A verbatim copy of the entries is the required answer.

[Extracted information Boundary: Start]

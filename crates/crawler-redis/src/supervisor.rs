// ============================================================================
// Reconnect Supervisor
// ============================================================================
//
// Background task owned by a DedupStore. Sleeps until a caller reports a
// dead connection, then re-dials at a fixed interval until a dial succeeds
// and swaps the new connection in. Dialing happens without holding the slot
// lock, so callers keep failing fast with Reconnecting instead of queueing
// behind the dial.
//
// Lifecycle: spawned by DedupStore::open, cancelled and joined by
// DedupStore::close (aborted if the store is dropped without close).
//
// ============================================================================

use crate::store::Shared;
use crawler_types::ConnectionState;
use std::sync::Arc;
use tokio::task::{JoinError, JoinHandle};
use tokio_util::sync::CancellationToken;
use tracing::{debug, info};

pub(crate) struct Supervisor {
    cancel: CancellationToken,
    handle: JoinHandle<()>,
}

impl Supervisor {
    pub(crate) fn spawn(shared: Arc<Shared>) -> Self {
        let cancel = CancellationToken::new();
        let handle = tokio::spawn(run(shared, cancel.clone()));
        Self { cancel, handle }
    }

    /// Cancel the task and wait until it has exited
    pub(crate) async fn stop(self) -> Result<(), JoinError> {
        self.cancel.cancel();
        self.handle.await
    }

    pub(crate) fn abort(self) {
        self.cancel.cancel();
        self.handle.abort();
    }
}

async fn run(shared: Arc<Shared>, cancel: CancellationToken) {
    loop {
        tokio::select! {
            _ = cancel.cancelled() => break,
            _ = shared.wake.notified() => {}
        }

        if shared.slot.read().await.state() != ConnectionState::Reconnecting {
            continue;
        }

        if !reconnect(&shared, &cancel).await {
            break;
        }
    }

    debug!(address = %shared.address, "Dedup store supervisor stopped");
}

/// Re-dial until a connection is installed. Returns false when cancelled.
async fn reconnect(shared: &Shared, cancel: &CancellationToken) -> bool {
    let mut attempt: u32 = 0;

    loop {
        attempt = attempt.saturating_add(1);

        let dialed = tokio::select! {
            _ = cancel.cancelled() => return false,
            dialed = shared.dial() => dialed,
        };

        match dialed {
            Ok(conn) => {
                if shared.install(conn).await {
                    info!(
                        address = %shared.address,
                        attempts = attempt,
                        "Reconnected to dedup store"
                    );
                }
                return true;
            }
            Err(e) => {
                debug!(
                    address = %shared.address,
                    attempt = attempt,
                    error = %e,
                    "Dedup store re-dial failed"
                );
            }
        }

        tokio::select! {
            _ = cancel.cancelled() => return false,
            _ = tokio::time::sleep(shared.options.reconnect_interval) => {}
        }
    }
}
// ============================================================================
// Dedup Store Configuration
// ============================================================================

use crate::constants::*;
use std::time::Duration;

/// Settings for the TTL-keyed "already seen" store
#[derive(Clone, Debug)]
pub struct DedupConfig {
    /// "host:port" or a full redis:// / rediss:// URL
    pub address: String,
    /// Namespace prefix; keys are stored as "{prefix}:{key}"
    pub prefix: String,
    /// How long a page stays "seen"
    pub ttl_secs: u64,
    /// Delay between re-dial attempts while reconnecting
    pub reconnect_interval_ms: u64,
    pub dial_timeout_ms: u64,
    /// A command exceeding this is treated as a transport failure
    pub command_timeout_ms: u64,
}

impl DedupConfig {
    pub(crate) fn from_env() -> Self {
        Self {
            address: std::env::var("REDIS_ADDRESS")
                .unwrap_or_else(|_| DEFAULT_REDIS_ADDRESS.to_string()),
            prefix: std::env::var("DEDUP_PREFIX")
                .unwrap_or_else(|_| DEFAULT_DEDUP_PREFIX.to_string()),
            ttl_secs: std::env::var("DEDUP_TTL_SECS")
                .ok()
                .and_then(|v| v.parse().ok())
                .unwrap_or(DEFAULT_DEDUP_TTL_SECS),
            reconnect_interval_ms: std::env::var("DEDUP_RECONNECT_INTERVAL_MS")
                .ok()
                .and_then(|v| v.parse().ok())
                .filter(|ms| *ms > 0)
                .unwrap_or(DEFAULT_RECONNECT_INTERVAL_MS),
            dial_timeout_ms: std::env::var("DEDUP_DIAL_TIMEOUT_MS")
                .ok()
                .and_then(|v| v.parse().ok())
                .unwrap_or(DEFAULT_DIAL_TIMEOUT_MS),
            command_timeout_ms: std::env::var("DEDUP_COMMAND_TIMEOUT_MS")
                .ok()
                .and_then(|v| v.parse().ok())
                .unwrap_or(DEFAULT_COMMAND_TIMEOUT_MS),
        }
    }

    pub fn ttl(&self) -> Duration {
        Duration::from_secs(self.ttl_secs)
    }

    pub fn reconnect_interval(&self) -> Duration {
        Duration::from_millis(self.reconnect_interval_ms)
    }

    pub fn dial_timeout(&self) -> Duration {
        Duration::from_millis(self.dial_timeout_ms)
    }

    pub fn command_timeout(&self) -> Duration {
        Duration::from_millis(self.command_timeout_ms)
    }
}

[Extracted information Boundary: End]

* [Answer box]:
filename crates/crawler-redis/src/supervisor.rs
// ============================================================================
// Reconnect Supervisor
// ============================================================================
//
// Background task owned by a DedupStore. Sleeps until a caller reports a
// dead connection, then re-dials at a fixed interval until a dial succeeds
// and swaps the new connection in. Dialing happens without holding the slot
// lock, so callers keep failing fast with Reconnecting instead of queueing
// behind the dial.
//
// Lifecycle: spawned by DedupStore::open, cancelled and joined by
// DedupStore::close (aborted if the store is dropped without close).
//
// ============================================================================

use crate::store::Shared;
use crawler_types::ConnectionState;
use std::sync::Arc;
use tokio::task::{JoinError, JoinHandle};
use tokio_util::sync::CancellationToken;
use tracing::{debug, info};

pub(crate) struct Supervisor {
    cancel: CancellationToken,
    handle: JoinHandle<()>,
}

impl Supervisor {
    pub(crate) fn spawn(shared: Arc<Shared>) -> Self {
        let cancel = CancellationToken::new();
        let handle = tokio::spawn(run(shared, cancel.clone()));
        Self { cancel, handle }
    }

    /// Cancel the task and wait until it has exited
    pub(crate) async fn stop(self) -> Result<(), JoinError> {
        self.cancel.cancel();
        self.handle.await
    }

    pub(crate) fn abort(self) {
        self.cancel.cancel();
        self.handle.abort();
    }
}

async fn run(shared: Arc<Shared>, cancel: CancellationToken) {
    loop {
        tokio::select! {
            _ = cancel.cancelled() => break,
            _ = shared.wake.notified() => {}
        }

        if shared.slot.read().await.state() != ConnectionState::Reconnecting {
            continue;
        }

        if !reconnect(&shared, &cancel).await {
            break;
        }
    }

    debug!(address = %shared.address, "Dedup store supervisor stopped");
}

/// Re-dial until a connection is installed. Returns false when cancelled.
async fn reconnect(shared: &Shared, cancel: &CancellationToken) -> bool {
    let mut attempt: u32 = 0;

    loop {
        attempt = attempt.saturating_add(1);

        let dialed = tokio::select! {
            _ = cancel.cancelled() => return false,
            dialed = shared.dial() => dialed,
        };

        match dialed {
            Ok(conn) => {
                if shared.install(conn).await {
                    info!(
                        address = %shared.address,
                        attempts = attempt,
                        "Reconnected to dedup store"
                    );
                }
                return true;
            }
            Err(e) => {
                debug!(
                    address = %shared.address,
                    attempt = attempt,
                    error = %e,
                    "Dedup store re-dial failed"
                );
            }
        }

        tokio::select! {
            _ = cancel.cancelled() => return false,
            _ = tokio::time::sleep(shared.options.reconnect_interval) => {}
        }
    }
}
// ============================================================================
// Dedup Store Configuration
// ============================================================================

use crate::constants::*;
use std::time::Duration;

/// Settings for the TTL-keyed "already seen" store
#[derive(Clone, Debug)]
pub struct DedupConfig {
    /// "host:port" or a full redis:// / rediss:// URL
    pub address: String,
    /// Namespace prefix; keys are stored as "{prefix}:{key}"
    pub prefix: String,
    /// How long a page stays "seen"
    pub ttl_secs: u64,
    /// Delay between re-dial attempts while reconnecting
    pub reconnect_interval_ms: u64,
    pub dial_timeout_ms: u64,
    /// A command exceeding this is treated as a transport failure
    pub command_timeout_ms: u64,
}

impl DedupConfig {
    pub(crate) fn from_env() -> Self {
        Self {
            address: std::env::var("REDIS_ADDRESS")
                .unwrap_or_else(|_| DEFAULT_REDIS_ADDRESS.to_string()),
            prefix: std::env::var("DEDUP_PREFIX")
                .unwrap_or_else(|_| DEFAULT_DEDUP_PREFIX.to_string()),
            ttl_secs: std::env::var("DEDUP_TTL_SECS")
                .ok()
                .and_then(|v| v.parse().ok())
                .unwrap_or(DEFAULT_DEDUP_TTL_SECS),
            reconnect_interval_ms: std::env::var("DEDUP_RECONNECT_INTERVAL_MS")
                .ok()
                .and_then(|v| v.parse().ok())
                .filter(|ms| *ms > 0)
                .unwrap_or(DEFAULT_RECONNECT_INTERVAL_MS),
            dial_timeout_ms: std::env::var("DEDUP_DIAL_TIMEOUT_MS")
                .ok()
                .and_then(|v| v.parse().ok())
                .unwrap_or(DEFAULT_DIAL_TIMEOUT_MS),
            command_timeout_ms: std::env::var("DEDUP_COMMAND_TIMEOUT_MS")
                .ok()
                .and_then(|v| v.parse().ok())
                .unwrap_or(DEFAULT_COMMAND_TIMEOUT_MS),
        }
    }

    pub fn ttl(&self) -> Duration {
        Duration::from_secs(self.ttl_secs)
    }

    pub fn reconnect_interval(&self) -> Duration {
        Duration::from_millis(self.reconnect_interval_ms)
    }

    pub fn dial_timeout(&self) -> Duration {
        Duration::from_millis(self.dial_timeout_ms)
    }

    pub fn command_timeout(&self) -> Duration {
        Duration::from_millis(self.command_timeout_ms)
    }
}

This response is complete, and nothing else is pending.